Only a small proportion of these collections can be on display to the public, but the NHM is keen that all its collections should be known about and accessible. To this end a new initiative, the Darwin Centre [2], is currently being constructed, with both physical and electronic components. The physical component is a new building occupying the west end of the site. This will initially focus on the Museum's zoological collections, allowing unprecedented public access to the scientific laboratories and collection stores. Future developments will focus on the Museum's entomological and botanical collections.
The Darwin Centre will also feature an extensive IT infrastructure. This will give public access to the Museum's collections database and will also provide tools such as identification guides for studying the natural world and issues relating to its conservation. This system will be available for visitors to the Darwin Centre, and also, via the Internet, to professionals, academics and general users throughout the world.
Part of the IT development work will be to create a system that will hold summary information about the Museums collections. The two main components of this will be:
Currently, an enquirer who wants to know what the Museum has about a particular butterfly, for example, has to make their enquiry of several systems. They might discover that we hold the type specimen for that butterfly (the type is the specimen to which the published name of the species is tied and which serves as a reference standard for a specific taxon: the Museum holds more than one-half of the worlds currently existing types). They might discover that we also hold a watercolour painting of the butterfly; that an example of the species is on public display in the Museums exhibitions area; and that our Library contains a copy of the published type description. All this research, however, would need to take place in separate systems.
It was therefore decided to create a new separate system with 4 objectives:
The information architecture is based on a three-layer model.
The bottom layer contains the actual specimens, books, drawings, electronic resources and so forth that people want to see and use.
The middle layer contains the rich description systems that are tailored for use by experts for research or management purposes. For example in the library there is Unicorn to manage the bibliographic material owned by the Museum and IdeaList for the Archives. External Internet-available electronic resources are described in software provided by BIOME [5], through which the NHM contributes records to the Distributed National Electronic Resource (DNER). Cheshire II software [6] may be used in conjunction with the EAD-encoded collection level descriptions. Many other systems are in use in the science departments, each tailored to their specific purpose. Much information is also available on the Museums Web site and in its exhibitions.
The top layer is the summary system, containing core data harvested from each existing rich system into a consistent format and, where feasible, pointing back to the richer information from which it was derived. This summary data is the equivalent of a persons business card it contains just enough information to allow the enquirer to identify whether this is what they seek and indicates where to find the detailed, richer information.
The work of CIMI, the Consortium for the Computer Interchange of Museum Information [7], has been particularly valuable in testing the suitability of Dublin Core for describing not only the electronic resources for which it was initially intended, but also museum (or offline) objects.

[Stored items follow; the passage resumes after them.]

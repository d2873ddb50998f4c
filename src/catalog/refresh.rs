//! Bounded worker pool and the registry refresh built on it

use std::collections::{HashMap, VecDeque};
use std::sync::{Arc, Mutex};

use tokio::task::JoinHandle;
use tracing::{debug, error, info};

use crate::catalog::cache::DiskCache;
use crate::catalog::progress::{SyncPhase, SyncProgress};
use crate::catalog::record::PackageRecord;
use crate::error::{RegistryError, SyncError};
use crate::registry::{IndexEntry, Registry};

/// Queue shared by the workers of one fan-out
pub(crate) struct WorkQueue<T> {
    items: Mutex<VecDeque<T>>,
}

impl<T> WorkQueue<T> {
    pub(crate) fn new(items: impl IntoIterator<Item = T>) -> Arc<Self> {
        Arc::new(Self {
            items: Mutex::new(items.into_iter().collect()),
        })
    }

    /// Next unit of work, `None` once drained
    pub(crate) fn next(&self) -> Option<T> {
        self.items.lock().ok()?.pop_front()
    }
}

/// Wait for one spawned task.
///
/// A panic is re-raised here; a cancelled task means the runtime is shutting
/// down and ends the cycle.
pub(crate) async fn join_task<R>(handle: JoinHandle<R>) -> Result<R, SyncError> {
    match handle.await {
        Ok(result) => Ok(result),
        Err(e) if e.is_panic() => std::panic::resume_unwind(e.into_panic()),
        Err(_) => Err(SyncError::Interrupted),
    }
}

/// Wait for every worker and collect their results in spawn order
pub(crate) async fn join_workers<R>(handles: Vec<JoinHandle<R>>) -> Result<Vec<R>, SyncError> {
    let mut results = Vec::with_capacity(handles.len());
    for handle in handles {
        results.push(join_task(handle).await?);
    }
    Ok(results)
}

/// Names that are missing from the cache or whose cached versions lack the
/// index's latest version.
///
/// Names with uppercase characters can never be installed and are skipped.
pub fn stale_packages(index: &[IndexEntry], cached: &HashMap<String, PackageRecord>) -> Vec<String> {
    index
        .iter()
        .filter(|entry| !entry.name.chars().any(char::is_uppercase))
        .filter(|entry| match cached.get(&entry.name) {
            None => {
                debug!(
                    "Fetching package data for {} because it was not found in cache",
                    entry.name
                );
                true
            }
            Some(record) if !record.has_version(&entry.latest_version) => {
                debug!(
                    "Fetching package data for {} because version {} was not found in cache",
                    entry.name, entry.latest_version
                );
                true
            }
            Some(_) => false,
        })
        .map(|entry| entry.name.clone())
        .collect()
}

/// Fetch and cache a single package's versions.
///
/// Returns the fetched record, or `None` when the fetch failed. Failures are
/// logged and leave the package's previous cache entry in place. The cache
/// write runs on the blocking pool.
async fn fetch_and_cache_package(
    registry: &dyn Registry,
    cache: &Arc<DiskCache>,
    package_name: &str,
) -> Option<PackageRecord> {
    let record = match registry.fetch_package(package_name).await {
        Ok(record) => record,
        Err(RegistryError::NotFound(_)) => {
            info!("Package not found in registry: {}", package_name);
            return None;
        }
        Err(e) => {
            error!("Failed to fetch package info for {}: {}", package_name, e);
            return None;
        }
    };

    let cache = Arc::clone(cache);
    let stored = tokio::task::spawn_blocking(move || {
        let result = cache.store(&record);
        (record, result)
    })
    .await;

    match stored {
        Ok((record, Ok(()))) => {
            debug!(
                "Cached {} versions for {}",
                record.versions().len(),
                package_name
            );
            Some(record)
        }
        Ok((record, Err(e))) => {
            error!("Failed to cache package info for {}: {}", package_name, e);
            Some(record)
        }
        Err(e) if e.is_panic() => std::panic::resume_unwind(e.into_panic()),
        // Runtime shutdown; the worker is about to be cancelled too
        Err(_) => None,
    }
}

/// Refresh the given packages from the registry with a fixed number of workers.
///
/// Each worker pulls names from a shared queue until it is drained, so one
/// stalled request only holds up that worker. Results are returned rather than
/// merged in place; the caller merges them in one pass.
pub async fn refresh_packages(
    registry: Arc<dyn Registry>,
    cache: Arc<DiskCache>,
    package_names: Vec<String>,
    worker_count: usize,
    progress: Arc<SyncProgress>,
) -> Result<Vec<PackageRecord>, SyncError> {
    if package_names.is_empty() {
        return Ok(Vec::new());
    }

    info!("Refreshing {} packages from the registry", package_names.len());
    progress.begin(SyncPhase::FetchingVersions, package_names.len());

    let queue = WorkQueue::new(package_names);
    let handles = (0..worker_count.max(1))
        .map(|_| {
            let queue = Arc::clone(&queue);
            let registry = Arc::clone(&registry);
            let cache = Arc::clone(&cache);
            let progress = Arc::clone(&progress);
            tokio::spawn(async move {
                let mut fetched = Vec::new();
                while let Some(name) = queue.next() {
                    if let Some(record) =
                        fetch_and_cache_package(registry.as_ref(), &cache, &name).await
                    {
                        fetched.push(record);
                    }
                    progress.advance();
                }
                fetched
            })
        })
        .collect();

    let fetched: Vec<PackageRecord> = join_workers(handles).await?.into_iter().flatten().collect();
    info!("Fetched {} packages from the registry", fetched.len());
    Ok(fetched)
}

Participating in CIMIs Dublin Core Testbed Project provided the opportunity to pool records with those from a wide variety of other organisations to determine the feasiblility of record harvesting, mapping and cross-domain resource discovery.

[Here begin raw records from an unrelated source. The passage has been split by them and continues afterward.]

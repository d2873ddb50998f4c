//! Progress reporting for synchronization cycles

use std::sync::atomic::{AtomicU8, AtomicUsize, Ordering};

/// Stage of a synchronization cycle
#[derive(Debug, Clone, Copy, PartialEq, Eq)]
#[repr(u8)]
pub enum SyncPhase {
    Idle = 0,
    LoadingCache = 1,
    QueryingHost = 2,
    WaitingForRegistry = 3,
    FetchingVersions = 4,
    Finalizing = 5,
    Done = 6,
}

impl SyncPhase {
    const ALL: [SyncPhase; 7] = [
        SyncPhase::Idle,
        SyncPhase::LoadingCache,
        SyncPhase::QueryingHost,
        SyncPhase::WaitingForRegistry,
        SyncPhase::FetchingVersions,
        SyncPhase::Finalizing,
        SyncPhase::Done,
    ];

    pub fn label(&self) -> &'static str {
        match self {
            SyncPhase::Idle => "Idle",
            SyncPhase::LoadingCache => "Loading From Cache...",
            SyncPhase::QueryingHost => "Querying Installed Packages...",
            SyncPhase::WaitingForRegistry => "Waiting For Server...",
            SyncPhase::FetchingVersions => "Fetching New Versions...",
            SyncPhase::Finalizing => "Finalizing...",
            SyncPhase::Done => "Done",
        }
    }

    fn from_u8(value: u8) -> Self {
        Self::ALL
            .get(usize::from(value))
            .copied()
            .unwrap_or(SyncPhase::Idle)
    }
}

/// Progress of the current cycle, readable from any thread at any time.
///
/// The fraction is `completed / total` of the current stage's units of work.
#[derive(Debug, Default)]
pub struct SyncProgress {
    phase: AtomicU8,
    completed: AtomicUsize,
    total: AtomicUsize,
}

impl SyncProgress {
    pub fn new() -> Self {
        Self::default()
    }

    /// Switch phase without touching the counters
    pub fn enter(&self, phase: SyncPhase) {
        self.phase.store(phase as u8, Ordering::Release);
    }

    /// Switch phase and restart counting towards `total` units
    pub fn begin(&self, phase: SyncPhase, total: usize) {
        self.completed.store(0, Ordering::Release);
        self.total.store(total, Ordering::Release);
        self.enter(phase);
    }

    /// Record one finished unit of work
    pub fn advance(&self) {
        self.completed.fetch_add(1, Ordering::AcqRel);
    }

    pub fn finish(&self) {
        self.enter(SyncPhase::Done);
    }

    pub fn phase(&self) -> SyncPhase {
        SyncPhase::from_u8(self.phase.load(Ordering::Acquire))
    }

    pub fn label(&self) -> &'static str {
        self.phase().label()
    }

    /// Fraction of the current stage in `[0, 1]`
    pub fn fraction(&self) -> f32 {
        if self.phase() == SyncPhase::Done {
            return 1.0;
        }

        let total = self.total.load(Ordering::Acquire);
        if total == 0 {
            return 0.0;
        }

        let completed = self.completed.load(Ordering::Acquire);
        (completed as f32 / total as f32).clamp(0.0, 1.0)
    }
}

#[cfg(test)]
mod tests {
    use super::*;

    #[test]
    fn fraction_tracks_completed_units() {
        let progress = SyncProgress::new();
        progress.begin(SyncPhase::FetchingVersions, 4);
        progress.advance();

        assert_eq!(progress.phase(), SyncPhase::FetchingVersions);
        assert_eq!(progress.label(), "Fetching New Versions...");
        assert_eq!(progress.fraction(), 0.25);
    }

    #[test]
    fn begin_resets_counters() {
        let progress = SyncProgress::new();
        progress.begin(SyncPhase::LoadingCache, 1);
        progress.advance();
        assert_eq!(progress.fraction(), 1.0);

        progress.begin(SyncPhase::FetchingVersions, 2);
        assert_eq!(progress.fraction(), 0.0);
    }

    #[test]
    fn enter_keeps_counters() {
        let progress = SyncProgress::new();
        progress.begin(SyncPhase::LoadingCache, 2);
        progress.advance();
        progress.enter(SyncPhase::QueryingHost);
        assert_eq!(progress.fraction(), 0.5);
    }

    #[test]
    fn finished_progress_is_complete() {
        let progress = SyncProgress::new();
        assert_eq!(progress.phase(), SyncPhase::Idle);
        assert_eq!(progress.fraction(), 0.0);

        progress.finish();
        assert_eq!(progress.fraction(), 1.0);
        assert_eq!(progress.label(), "Done");
    }
}
//! Immutable view of one synchronized catalog

use std::collections::{BTreeSet, HashMap};
use std::fmt;
use std::sync::{Arc, Mutex};

use crate::catalog::installed::{InstallSource, InstalledInfo};
use crate::catalog::record::PackageRecord;
use crate::error::CatalogError;
use crate::version::{VersionInfo, VersionNumber};

/// Non-fatal problem met while producing a snapshot
#[derive(Debug, Clone, PartialEq, Eq)]
pub enum SyncWarning {
    /// The reachability check failed, the catalog comes from the cache only
    RegistryUnreachable { url: String, reason: String },
    /// The registry answered the reachability check but its index could not be read
    IndexUnavailable { reason: String },
}

impl fmt::Display for SyncWarning {
    fn fmt(&self, f: &mut fmt::Formatter<'_>) -> fmt::Result {
        match self {
            SyncWarning::RegistryUnreachable { url, reason } => write!(
                f,
                "Could not reach the package registry at {url} to refresh packages ({reason}); \
                 showing cached packages only"
            ),
            SyncWarning::IndexUnavailable { reason } => {
                write!(f, "Could not read the registry index ({reason}); showing cached packages only")
            }
        }
    }
}

/// Namespace of a package name: its first two dot-separated segments
pub fn namespace_of(package_name: &str) -> &str {
    match package_name.match_indices('.').nth(1) {
        Some((end, _)) => &package_name[..end],
        None => package_name,
    }
}

/// One fully merged catalog. Never mutated after construction, so it can be
/// shared freely between readers.
#[derive(Debug)]
pub struct CatalogSnapshot {
    records: Vec<Arc<PackageRecord>>,
    by_name: HashMap<String, usize>,
    installed: HashMap<String, InstalledInfo>,
    /// Union of declared dependency names over every version of each package
    direct_dependencies: HashMap<String, BTreeSet<String>>,
    namespaces: Mutex<HashMap<String, Arc<BTreeSet<String>>>>,
    engine_version: VersionNumber,
    warnings: Vec<SyncWarning>,
}

impl CatalogSnapshot {
    /// Build a snapshot from finalized records. Records are ordered by name.
    pub fn new(
        mut records: Vec<PackageRecord>,
        installed: HashMap<String, InstalledInfo>,
        engine_version: VersionNumber,
        warnings: Vec<SyncWarning>,
    ) -> Self {
        records.sort_by(|a, b| a.name().cmp(b.name()));

        let by_name = records
            .iter()
            .enumerate()
            .map(|(i, record)| (record.name().to_string(), i))
            .collect();

        let direct_dependencies = records
            .iter()
            .map(|record| {
                let names = record
                    .versions()
                    .iter()
                    .flat_map(|v| v.dependencies())
                    .map(|d| d.name.clone())
                    .collect();
                (record.name().to_string(), names)
            })
            .collect();

        Self {
            records: records.into_iter().map(Arc::new).collect(),
            by_name,
            installed,
            direct_dependencies,
            namespaces: Mutex::new(HashMap::new()),
            engine_version,
            warnings,
        }
    }

    pub fn records(&self) -> &[Arc<PackageRecord>] {
        &self.records
    }

    pub fn record(&self, package_name: &str) -> Option<&Arc<PackageRecord>> {
        self.by_name.get(package_name).map(|&i| &self.records[i])
    }

    pub fn contains(&self, package_name: &str) -> bool {
        self.by_name.contains_key(package_name)
    }

    pub fn engine_version(&self) -> VersionNumber {
        self.engine_version
    }

    pub fn warnings(&self) -> &[SyncWarning] {
        &self.warnings
    }

    /// Look up one version of one package
    pub fn version_info(&self, package_name: &str, version: &str) -> Result<&VersionInfo, CatalogError> {
        let record = self
            .record(package_name)
            .ok_or_else(|| CatalogError::PackageNotFound(package_name.to_string()))?;
        record
            .version(version)
            .ok_or_else(|| CatalogError::VersionNotFound {
                package: package_name.to_string(),
                version: version.to_string(),
            })
    }

    // ---------------------------------------------------------------------
    // Install state
    // ---------------------------------------------------------------------

    pub fn installed(&self, package_name: &str) -> Option<&InstalledInfo> {
        self.installed.get(package_name)
    }

    /// Every installed package with its install state
    pub fn installed_packages(&self) -> impl Iterator<Item = (&str, &InstalledInfo)> {
        self.installed.iter().map(|(name, info)| (name.as_str(), info))
    }

    pub fn install_source(&self, package_name: &str) -> Option<InstallSource> {
        self.installed(package_name).map(|info| info.source)
    }

    pub fn installed_version(&self, package_name: &str) -> Option<&str> {
        self.installed(package_name)
            .map(|info| info.installed_version.as_str())
    }

    pub fn is_installed(&self, package_name: &str) -> bool {
        self.installed.contains_key(package_name)
    }

    pub fn is_direct(&self, package_name: &str) -> bool {
        self.install_source(package_name) == Some(InstallSource::Direct)
    }

    pub fn is_indirect(&self, package_name: &str) -> bool {
        self.install_source(package_name) == Some(InstallSource::Indirect)
    }

    pub fn upgrade_version(&self, package_name: &str) -> Option<&str> {
        self.installed(package_name)
            .and_then(|info| info.upgrade_version.as_deref())
    }

    pub fn is_upgrade_available(&self, package_name: &str) -> bool {
        self.upgrade_version(package_name).is_some()
    }

    // ---------------------------------------------------------------------
    // Conservative dependency closure
    // ---------------------------------------------------------------------

    /// Dependency names declared by any version of the package, ignoring
    /// version ranges. `None` when the package is not in the catalog.
    pub fn direct_dependency_names_of(&self, package_name: &str) -> Option<&BTreeSet<String>> {
        self.direct_dependencies.get(package_name)
    }

    /// Every package that could be pulled in by any version of `package_name`.
    ///
    /// Dependencies outside the catalog are kept in the result but not
    /// followed. The package itself is only included when a cycle leads back
    /// to it.
    pub fn transitive_dependencies_of(&self, package_name: &str) -> BTreeSet<String> {
        let mut result = BTreeSet::new();
        let mut stack = vec![package_name];

        while let Some(name) = stack.pop() {
            let Some(dependencies) = self.direct_dependency_names_of(name) else {
                continue;
            };
            for dependency in dependencies {
                if result.insert(dependency.clone()) {
                    stack.push(dependency);
                }
            }
        }

        result
    }

    /// Namespaces a registry scope list needs to install `package_name`:
    /// its own namespace plus that of every transitive dependency. Memoized.
    pub fn transitive_namespaces_of(&self, package_name: &str) -> Arc<BTreeSet<String>> {
        if let Some(hit) = self
            .namespaces
            .lock()
            .ok()
            .and_then(|memo| memo.get(package_name).cloned())
        {
            return hit;
        }

        let namespaces: BTreeSet<String> = self
            .transitive_dependencies_of(package_name)
            .iter()
            .map(String::as_str)
            .chain(std::iter::once(package_name))
            .map(|name| namespace_of(name).to_string())
            .collect();
        let namespaces = Arc::new(namespaces);

        if let Ok(mut memo) = self.namespaces.lock() {
            memo.insert(package_name.to_string(), Arc::clone(&namespaces));
        }
        namespaces
    }
}
//! Metadata for one published version and the ordering of version lists

use std::cmp::Ordering;

use chrono::{DateTime, Utc};
use serde::{Deserialize, Serialize};

use crate::version::number::VersionNumber;

/// A declared dependency of a version
#[derive(Debug, Clone, PartialEq, Eq, Serialize, Deserialize)]
#[serde(rename_all = "camelCase")]
pub struct PackageDependency {
    pub name: String,
    pub version_range: String,
}

/// A sample/example asset bundle shipped with a version
#[derive(Debug, Clone, PartialEq, Eq, Serialize, Deserialize)]
#[serde(rename_all = "camelCase")]
pub struct SampleData {
    pub display_name: String,
    pub description: String,
    /// Path of the sample relative to the package root
    pub path: String,
}

/// Plain, serializable data of one published version.
///
/// This is the shape written to the disk cache. [`VersionInfo`] wraps it with
/// the flags derived from it.
#[derive(Debug, Clone, Default, PartialEq, Serialize, Deserialize)]
#[serde(default, rename_all = "camelCase")]
pub struct VersionMetadata {
    pub version: String,
    pub title: String,
    pub package_name: String,
    pub description: String,
    pub date_published: Option<DateTime<Utc>>,
    /// Minimum engine version required by this release
    pub engine_version: VersionNumber,
    pub keywords: Vec<String>,
    pub category: String,
    pub team: String,
    pub author: String,
    pub is_supported: bool,
    pub dependencies: Vec<PackageDependency>,
    /// `None` when the release declares no samples at all
    pub samples: Option<Vec<SampleData>>,
}

/// One published version of a package. Immutable once constructed.
#[derive(Debug, Clone, PartialEq, Serialize, Deserialize)]
#[serde(from = "VersionMetadata", into = "VersionMetadata")]
pub struct VersionInfo {
    meta: VersionMetadata,
    is_deprecated: bool,
    is_empty: bool,
}

impl From<VersionMetadata> for VersionInfo {
    fn from(meta: VersionMetadata) -> Self {
        Self::new(meta)
    }
}

impl From<VersionInfo> for VersionMetadata {
    fn from(info: VersionInfo) -> Self {
        info.meta
    }
}

impl VersionInfo {
    pub fn new(meta: VersionMetadata) -> Self {
        let is_deprecated = has_keyword(&meta.keywords, "deprecated");
        let is_empty = has_keyword(&meta.keywords, "empty");
        Self {
            meta,
            is_deprecated,
            is_empty,
        }
    }

    pub fn metadata(&self) -> &VersionMetadata {
        &self.meta
    }

    pub fn version(&self) -> &str {
        &self.meta.version
    }

    pub fn title(&self) -> &str {
        &self.meta.title
    }

    pub fn package_name(&self) -> &str {
        &self.meta.package_name
    }

    pub fn description(&self) -> &str {
        &self.meta.description
    }

    pub fn date_published(&self) -> Option<DateTime<Utc>> {
        self.meta.date_published
    }

    pub fn engine_version(&self) -> VersionNumber {
        self.meta.engine_version
    }

    pub fn keywords(&self) -> &[String] {
        &self.meta.keywords
    }

    pub fn category(&self) -> &str {
        &self.meta.category
    }

    pub fn team(&self) -> &str {
        &self.meta.team
    }

    pub fn author(&self) -> &str {
        &self.meta.author
    }

    pub fn is_supported(&self) -> bool {
        self.meta.is_supported
    }

    pub fn dependencies(&self) -> &[PackageDependency] {
        &self.meta.dependencies
    }

    pub fn samples(&self) -> &[SampleData] {
        self.meta.samples.as_deref().unwrap_or_default()
    }

    pub fn has_samples(&self) -> bool {
        self.meta.samples.is_some()
    }

    pub fn is_deprecated(&self) -> bool {
        self.is_deprecated
    }

    pub fn is_empty(&self) -> bool {
        self.is_empty
    }

    pub fn is_preview(&self) -> bool {
        is_preview(&self.meta.version)
    }

    /// True when the host engine satisfies this release's minimum engine version
    pub fn is_compatible_with(&self, engine: VersionNumber) -> bool {
        engine >= self.meta.engine_version
    }

    /// A version is usable only with a version string, a title and a package name
    pub fn is_valid(&self) -> bool {
        !self.meta.version.trim().is_empty()
            && !self.meta.title.trim().is_empty()
            && !self.meta.package_name.trim().is_empty()
    }

    /// Ordering used for version lists, see [`compare_version_strings`]
    pub fn precedence(&self, other: &Self) -> Ordering {
        compare_version_strings(&self.meta.version, &other.meta.version)
    }
}

fn has_keyword(keywords: &[String], keyword: &str) -> bool {
    keywords.iter().any(|k| k.eq_ignore_ascii_case(keyword))
}

/// Pre-release versions carry a `-` separator
pub fn is_preview(version: &str) -> bool {
    version.contains('-')
}

/// Order two version strings so that the preferred one sorts first.
///
/// 1. Larger numeric core first. Strings whose core does not parse sort last.
/// 2. Non-preview before preview.
/// 3. More `.`-separated tokens first.
/// 4. Token by token: numeric tokens by value (larger first), other tokens
///    lexicographically (larger first), a numeric token before a non-numeric one.
pub fn compare_version_strings(a: &str, b: &str) -> Ordering {
    let a_core = VersionNumber::parse(a).ok();
    let b_core = VersionNumber::parse(b).ok();
    if a_core != b_core {
        return b_core.cmp(&a_core);
    }

    let (a_preview, b_preview) = (is_preview(a), is_preview(b));
    if a_preview != b_preview {
        return if a_preview {
            Ordering::Greater
        } else {
            Ordering::Less
        };
    }

    let a_tokens: Vec<&str> = a.split('.').collect();
    let b_tokens: Vec<&str> = b.split('.').collect();
    if a_tokens.len() != b_tokens.len() {
        return b_tokens.len().cmp(&a_tokens.len());
    }

    for (a_token, b_token) in a_tokens.iter().zip(&b_tokens) {
        let result = match (is_numeric(a_token), is_numeric(b_token)) {
            (true, true) => compare_numeric(b_token, a_token),
            (false, false) => b_token.cmp(a_token),
            (true, false) => Ordering::Less,
            (false, true) => Ordering::Greater,
        };
        if result != Ordering::Equal {
            return result;
        }
    }

    Ordering::Equal
}

/// Sort a version list so the most preferred version comes first
pub fn sort_versions(versions: &mut [VersionInfo]) {
    versions.sort_by(VersionInfo::precedence);
}

fn is_numeric(token: &str) -> bool {
    !token.is_empty() && token.bytes().all(|b| b.is_ascii_digit())
}

/// Compare two digit strings by value without overflowing
fn compare_numeric(a: &str, b: &str) -> Ordering {
    let a = a.trim_start_matches('0');
    let b = b.trim_start_matches('0');
    a.len().cmp(&b.len()).then_with(|| a.cmp(b))
}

By using international standards such as Dublin Core, EAD and Z39.50, it is intended that in a similar way, the NHM can provide a resource discovery system that spans the information domains that it covers internally. This whole-museum response could also become the NHMs contribution to the whole-community response when enquiries can be directed to multiple organisations using the same international standards.
Dublin Core may provide a consistent format to hold minimal information about museum objects and collections, but the bigger problem remains of making the terminology consistent when it has been drawn from a variety of sources.
There are a few fields that, if the data they contained were consistent, would make retrieval considerably more accurate and complete. A good example is geographic place name. The two most frequently asked questions about natural history are: Where might I find this species? and Which species might I find in this place?
Fortunately, there is a very good Thesaurus of Geographic Names (TGN) [8], produced by the Getty Research Institute. For new and future databases that are being designed in the Museum, guidance will indicate the advantages of using such sources, possibly in addition to the researchers favourite term, to aid retrieval by place name through the summary system.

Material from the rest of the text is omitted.